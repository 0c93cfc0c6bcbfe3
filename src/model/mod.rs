pub mod model_metadata;
pub mod model_storage;
pub mod vocabulary;
pub mod loader;
pub mod torch_import;
pub mod config;

pub use model_metadata::ModelMetadata;
pub use model_storage::{
    load_metadata, load_model_binary, load_model_with_metadata, print_metadata_info, save_full_bundle,
    save_model_with_metadata, save_weights,
};
pub use vocabulary::{LabelVocabulary, DEFAULT_CLASS_NAMES, NOT_A_CAR_LABEL};
pub use loader::{ArtifactFormat, LoadedModel, ModelLoader};
pub use torch_import::{apply_state_dict, torch_key_rules};
pub use config::{ClassifierConfig, DeviceType, ModelSettings};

....

**TASK TO COMPLETE**
Exactly the lines from the one containing "pub mod vocabulary;" through the end of the entries above must be output, and no others.

**RESPONSE AREA**
pub mod vocabulary;
pub mod loader;
pub mod torch_import;
pub mod config;

pub use model_metadata::ModelMetadata;
pub use model_storage::{
    load_metadata, load_model_binary, load_model_with_metadata, print_metadata_info, save_full_bundle,
    save_model_with_metadata, save_weights,
};
pub use vocabulary::{LabelVocabulary, DEFAULT_CLASS_NAMES, NOT_A_CAR_LABEL};
pub use loader::{ArtifactFormat, LoadedModel, ModelLoader};
pub use torch_import::{apply_state_dict, torch_key_rules};
pub use config::{ClassifierConfig, DeviceType, ModelSettings};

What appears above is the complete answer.